Dans les sociétés rurales de nos arrière grands parents, on vivait « local », en quasi autarcie. En Provence, ils produisaient tout ce dont ils avaient besoin, le blé, les fruits, les légumes, le lait, l’huile d’olive, le bois pour se chauffer (dans une seule pièce) etc.
Ils vendaient le surplus au village ou à la ville, pratiquaient le troc et l’échange de services, sans aucune monnaie.
Ils n’achetaient que le strict nécessaire qu’ils ne produisaient pas, le café, le sucre, le savon, les outils ou des tissus pour faire des vêtements, les timbres. Peu de choses.
Si les banques s’arrêtaient de fonctionner aujourd’hui, ce serait dramatique. Tout ce que nous consommons vient d’ailleurs. Tous les produits sont dans des camions sur les routes et les autoroutes....
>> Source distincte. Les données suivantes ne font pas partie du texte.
//! Tool-call validation and recovery.
//!
//! Local and aggregated models frequently emit tool calls with missing
//! required parameters, or embed the whole call in plain text instead of the
//! structured channel. This module validates arguments against the declared
//! schema, infers missing parameters from nearby text, and extracts
//! fully-formed calls out of text envelopes.

use std::sync::LazyLock;

use regex::Regex;
use serde_json::{Value, json};

use crate::protocol::anthropic::Tool;

/// A tool call recovered from free text or adapter buffers.
#[derive(Debug, Clone, PartialEq)]
pub struct ExtractedToolCall {
    pub id: String,
    pub name: String,
    pub input: Value,
}

impl ExtractedToolCall {
    pub fn new(name: impl Into<String>, input: Value) -> Self {
        Self {
            id: mint_tool_id(),
            name: name.into(),
            input,
        }
    }
}

/// Mints a fresh `toolu_` id.
pub fn mint_tool_id() -> String {
    format!("toolu_{}", uuid::Uuid::new_v4().simple())
}

/// Outcome of validating (and possibly repairing) one tool call.
#[derive(Debug, Clone)]
pub struct ValidationOutcome {
    /// True when all required parameters are present after repair.
    pub valid: bool,
    /// Required parameters still missing after inference.
    pub missing_params: Vec<String>,
    /// The (possibly repaired) arguments object.
    pub args: Value,
    /// True when inference filled in at least one parameter.
    pub repaired: bool,
}

/// Validates `args_str` against the schema declared for `name`.
///
/// Unparsable or non-object arguments are treated as an empty object, then
/// missing required parameters are inferred from `nearby_text`.
pub fn validate_and_repair(name: &str, args_str: &str, tools: &[Tool], nearby_text: &str) -> ValidationOutcome {
    let mut args = match serde_json::from_str::<Value>(args_str) {
        Ok(Value::Object(map)) => Value::Object(map),
        Ok(other) => {
            log::debug!("Tool {name} arguments were non-object JSON ({other}), replacing with empty object");
            json!({})
        }
        Err(_) if args_str.trim().is_empty() => json!({}),
        Err(e) => {
            log::debug!("Tool {name} arguments failed to parse ({e}), replacing with empty object");
            json!({})
        }
    };

    let Some(tool) = tools.iter().find(|tool| tool.name == name) else {
        // Unknown tool: nothing to validate against, forward as-is.
        return ValidationOutcome {
            valid: true,
            missing_params: Vec::new(),
            args,
            repaired: false,
        };
    };

    let missing: Vec<String> = tool
        .required_params()
        .into_iter()
        .filter(|param| args.get(param.as_str()).is_none_or(is_empty_value))
        .collect();

    if missing.is_empty() {
        return ValidationOutcome {
            valid: true,
            missing_params: Vec::new(),
            args,
            repaired: false,
        };
    }

    let mut still_missing = Vec::new();
    let mut repaired = false;

    for param in &missing {
        match infer_parameter(name, param, nearby_text) {
            Some(value) => {
                log::info!("Inferred missing parameter '{param}' for tool {name} from surrounding text");
                args[param.as_str()] = Value::String(value);
                repaired = true;
            }
            None => still_missing.push(param.clone()),
        }
    }

    ValidationOutcome {
        valid: still_missing.is_empty(),
        missing_params: still_missing,
        args,
        repaired,
    }
}

fn is_empty_value(value: &Value) -> bool {
    match value {
        Value::Null => true,
        Value::String(s) => s.trim().is_empty(),
        _ => false,
    }
}

static FENCED_COMMAND: LazyLock<Regex> =
    LazyLock::new(|| Regex::new(r"(?s)```(?:bash|sh|shell|zsh)?\s*\n?(.+?)```").expect("valid regex"));
static BACKTICK_COMMAND: LazyLock<Regex> = LazyLock::new(|| Regex::new(r"`([^`\n]+)`").expect("valid regex"));
static PATH_TOKEN: LazyLock<Regex> =
    LazyLock::new(|| Regex::new(r"(?:~|\.{1,2})?/[\w.@-]+(?:/[\w.@-]+)*").expect("valid regex"));
static QUOTED_PHRASE: LazyLock<Regex> = LazyLock::new(|| Regex::new(r#""([^"\n]{2,})""#).expect("valid regex"));

/// Per-tool heuristics for filling one missing required parameter from the
/// text surrounding the call. Returns `None` when nothing plausible is found.
fn infer_parameter(tool_name: &str, param: &str, nearby_text: &str) -> Option<String> {
    let text = nearby_text.trim();
    if text.is_empty() {
        return None;
    }

    let tool = tool_name.to_ascii_lowercase();
    let param_lower = param.to_ascii_lowercase();

    let inferred = if param_lower == "command" || ((tool.contains("bash") || tool.contains("shell")) && param_lower == "cmd") {
        FENCED_COMMAND
            .captures(text)
            .or_else(|| BACKTICK_COMMAND.captures(text))
            .map(|caps| caps[1].trim().to_string())
    } else if param_lower.contains("path") || param_lower == "file" {
        PATH_TOKEN.find(text).map(|m| m.as_str().to_string())
    } else if param_lower == "query" || param_lower == "pattern" || param_lower == "search" {
        QUOTED_PHRASE
            .captures(text)
            .map(|caps| caps[1].to_string())
            .or_else(|| BACKTICK_COMMAND.captures(text).map(|caps| caps[1].to_string()))
    } else if param_lower == "description" || param_lower == "title" {
        first_sentence(text)
    } else {
        None
    };

    inferred.filter(|value| !value.trim().is_empty())
}

/// First sentence of the text, capped at 100 characters.
fn first_sentence(text: &str) -> Option<String> {
    let cleaned = text.trim();
    let end = cleaned
        .char_indices()
        .find(|&(_, c)| c == '.' || c == '\n')
        .map(|(i, _)| i)
        .unwrap_or(cleaned.len());

    let sentence: String = cleaned[..end].chars().take(100).collect();
    let sentence = sentence.trim().to_string();
    (!sentence.is_empty()).then_some(sentence)
}

static FUNCTION_ENVELOPE: LazyLock<Regex> =
    LazyLock::new(|| Regex::new(r"(?s)<function=([\w-]+)>\s*(\{.*?\})\s*</function(?:=[\w-]+)?>").expect("valid regex"));
static TOOL_CALL_ENVELOPE: LazyLock<Regex> =
    LazyLock::new(|| Regex::new(r"(?s)<tool_call>\s*(\{.*?\})\s*</tool_call>").expect("valid regex"));

/// True when the accumulated text looks like it contains (or is starting to
/// contain) a structured tool-call signature.
///
/// The streaming machine uses this to withhold text that will be converted
/// into a tool-use block at finalize time. This structured detection is
/// authoritative; the natural-language extractor only runs at finalize.
pub fn detect_structured_signature(accumulated: &str, tools: &[Tool]) -> bool {
    if accumulated.contains("<function=") || accumulated.contains("<tool_call>") {
        return true;
    }

    let trimmed = accumulated.trim_start();
    if !trimmed.starts_with('{') {
        return false;
    }

    tools.iter().any(|tool| {
        trimmed.contains(&format!("\"name\": \"{}\"", tool.name))
            || trimmed.contains(&format!("\"name\":\"{}\"", tool.name))
            || trimmed.contains(&format!("\"tool\": \"{}\"", tool.name))
            || trimmed.contains(&format!("\"tool\":\"{}\"", tool.name))
    })
}

/// Extracts fully-formed tool calls embedded in plain text.
///
/// Recognised envelopes: `<function=Name>{json}</function=Name>`,
/// `<tool_call>{json}</tool_call>`, and bare JSON objects whose top-level
/// `name`/`tool` matches a known tool.
pub fn extract_embedded_calls(text: &str, tools: &[Tool]) -> Vec<ExtractedToolCall> {
    let mut calls = Vec::new();

    for caps in FUNCTION_ENVELOPE.captures_iter(text) {
        let name = caps[1].to_string();
        if let Ok(input) = serde_json::from_str::<Value>(&caps[2]) {
            calls.push(ExtractedToolCall::new(name, input));
        }
    }

    for caps in TOOL_CALL_ENVELOPE.captures_iter(text) {
        if let Some(call) = parse_named_call(&caps[1], tools) {
            calls.push(call);
        }
    }

    if calls.is_empty()
        && let Some(call) = extract_bare_json_call(text, tools)
    {
        calls.push(call);
    }

    calls
}

/// Parses `{"name": ..., "arguments": {...}}`-shaped JSON against known tools.
fn parse_named_call(json_text: &str, tools: &[Tool]) -> Option<ExtractedToolCall> {
    let value: Value = serde_json::from_str(json_text).ok()?;
    let name = value
        .get("name")
        .or_else(|| value.get("tool"))
        .and_then(Value::as_str)?;

    if !tools.iter().any(|tool| tool.name == name) {
        return None;
    }

    let input = value
        .get("arguments")
        .or_else(|| value.get("args"))
        .or_else(|| value.get("input"))
        .or_else(|| value.get("parameters"))
        .cloned()
        .unwrap_or_else(|| json!({}));

    input.is_object().then(|| ExtractedToolCall::new(name, input))
}

/// Finds a bare JSON object in the text whose `name`/`tool` matches a known
/// tool. Scans balanced braces from each `{` so surrounding prose is fine.
fn extract_bare_json_call(text: &str, tools: &[Tool]) -> Option<ExtractedToolCall> {
    for (start, _) in text.match_indices('{') {
        let Some(candidate) = balanced_json_slice(&text[start..]) else {
            continue;
        };

        if let Some(call) = parse_named_call(candidate, tools) {
            return Some(call);
        }
    }

    None
}

/// Returns the shortest balanced `{...}` prefix of the input, if any.
fn balanced_json_slice(text: &str) -> Option<&str> {
    let mut depth = 0usize;
    let mut in_string = false;
    let mut escaped = false;

    for (i, c) in text.char_indices() {
        if escaped {
            escaped = false;
            continue;
        }
        match c {
            '\\' if in_string => escaped = true,
            '"' => in_string = !in_string,
            '{' if !in_string => depth += 1,
            '}' if !in_string => {
                depth -= 1;
                if depth == 0 {
                    return Some(&text[..=i]);
                }
            }
            _ => {}
        }
    }

    None
}

#[cfg(test)]
mod tests {
    use super::*;

    fn bash_tool() -> Tool {
        Tool {
            name: "Bash".to_string(),
            description: Some("Run a shell command".to_string()),
            input_schema: json!({
                "type": "object",
                "properties": {
                    "command": {"type": "string"},
                    "description": {"type": "string"}
                },
                "required": ["command", "description"]
            }),
        }
    }

    fn read_tool() -> Tool {
        Tool {
            name: "Read".to_string(),
            description: None,
            input_schema: json!({
                "type": "object",
                "properties": {"file_path": {"type": "string"}},
                "required": ["file_path"]
            }),
        }
    }

    #[test]
    fn complete_args_pass_unchanged() {
        let outcome = validate_and_repair(
            "Read",
            r#"{"file_path":"/tmp/a"}"#,
            &[read_tool()],
            "",
        );
        assert!(outcome.valid);
        assert!(!outcome.repaired);
        assert_eq!(outcome.args["file_path"], "/tmp/a");
    }

    #[test]
    fn missing_description_is_inferred_from_nearby_text() {
        let outcome = validate_and_repair(
            "Bash",
            r#"{"command":"ls"}"#,
            &[bash_tool()],
            "Running `ls` to list files. Then we move on.",
        );

        assert!(outcome.valid, "missing: {:?}", outcome.missing_params);
        assert!(outcome.repaired);
        assert_eq!(outcome.args["command"], "ls");
        let description = outcome.args["description"].as_str().unwrap();
        assert!(!description.is_empty());
    }

    #[test]
    fn missing_command_comes_from_fenced_block() {
        let outcome = validate_and_repair(
            "Bash",
            "{}",
            &[bash_tool()],
            "Let me check the status.\n```bash\ngit status\n```\n",
        );

        assert_eq!(outcome.args["command"], "git status");
    }

    #[test]
    fn uninferable_parameter_fails_repair() {
        let tool = Tool {
            name: "Deploy".to_string(),
            description: None,
            input_schema: json!({
                "type": "object",
                "properties": {"region": {"type": "string"}},
                "required": ["region"]
            }),
        };

        let outcome = validate_and_repair("Deploy", "{}", &[tool], "Deploying now.");
        assert!(!outcome.valid);
        assert_eq!(outcome.missing_params, vec!["region"]);
    }

    #[test]
    fn garbage_args_become_empty_object() {
        let outcome = validate_and_repair("Read", "not json at all", &[read_tool()], "reading /tmp/a now");
        // file_path inferred from the path token in the text
        assert!(outcome.valid);
        assert_eq!(outcome.args["file_path"], "/tmp/a");
    }

    #[test]
    fn function_envelope_extraction() {
        let calls = extract_embedded_calls(
            r#"I'll read it now. <function=Read>{"file_path": "/tmp/a"}</function=Read>"#,
            &[read_tool()],
        );

        assert_eq!(calls.len(), 1);
        assert_eq!(calls[0].name, "Read");
        assert_eq!(calls[0].input["file_path"], "/tmp/a");
        assert!(calls[0].id.starts_with("toolu_"));
    }

    #[test]
    fn tool_call_envelope_extraction() {
        let calls = extract_embedded_calls(
            "<tool_call>\n{\"name\": \"Bash\", \"arguments\": {\"command\": \"ls\", \"description\": \"list\"}}\n</tool_call>",
            &[bash_tool()],
        );

        assert_eq!(calls.len(), 1);
        assert_eq!(calls[0].name, "Bash");
        assert_eq!(calls[0].input["command"], "ls");
    }

    #[test]
    fn bare_json_extraction_requires_known_tool() {
        let text = r#"Sure: {"name": "Bash", "arguments": {"command": "pwd"}}"#;

        let known = extract_embedded_calls(text, &[bash_tool()]);
        assert_eq!(known.len(), 1);

        let unknown = extract_embedded_calls(text, &[read_tool()]);
        assert!(unknown.is_empty());
    }

    #[test]
    fn structured_signature_detection() {
        let tools = [bash_tool()];

        assert!(detect_structured_signature("<function=Bash>", &tools));
        assert!(detect_structured_signature("prefix <tool_call>", &tools));
        assert!(detect_structured_signature(r#"{"name": "Bash", "argu"#, &tools));
        assert!(!detect_structured_signature("plain prose about bash", &tools));
        assert!(!detect_structured_signature(r#"{"name": "Other"}"#, &tools));
    }

    #[test]
    fn balanced_slice_handles_nesting_and_strings() {
        assert_eq!(
            balanced_json_slice(r#"{"a": {"b": "}"}} trailing"#),
            Some(r#"{"a": {"b": "}"}}"#)
        );
        assert_eq!(balanced_json_slice("{unclosed"), None);
    }
}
Plus de banques = plus de paiements des fournisseurs = plus de salaires versés = plus d’essence livrée = plus de camions sur les routes = plus rien dans les magasins...
Sans essence, impossible pour un grand nombre de gens d’aller au boulot, en bus ou en voiture. Rapidement, plus rien ne fonctionnerait normalement. Pourquoi vouloir aller bosser si on n’est pas payé ou si on ne peut plus se rendre au travail ?
Les hôpitaux, les écoles, l’accès à l’électricité, au gaz, au mazout deviendraient problématiques....
Alors, monnaie ou pas, quand il n’y a plus rien à acheter ou à échanger, cela s’appelle Soleil Vert....
Restera à utiliser les vélos, la marche à pied, à trouver des terrains pour faire des potagers..., et à apprendre à se passer de tout le reste.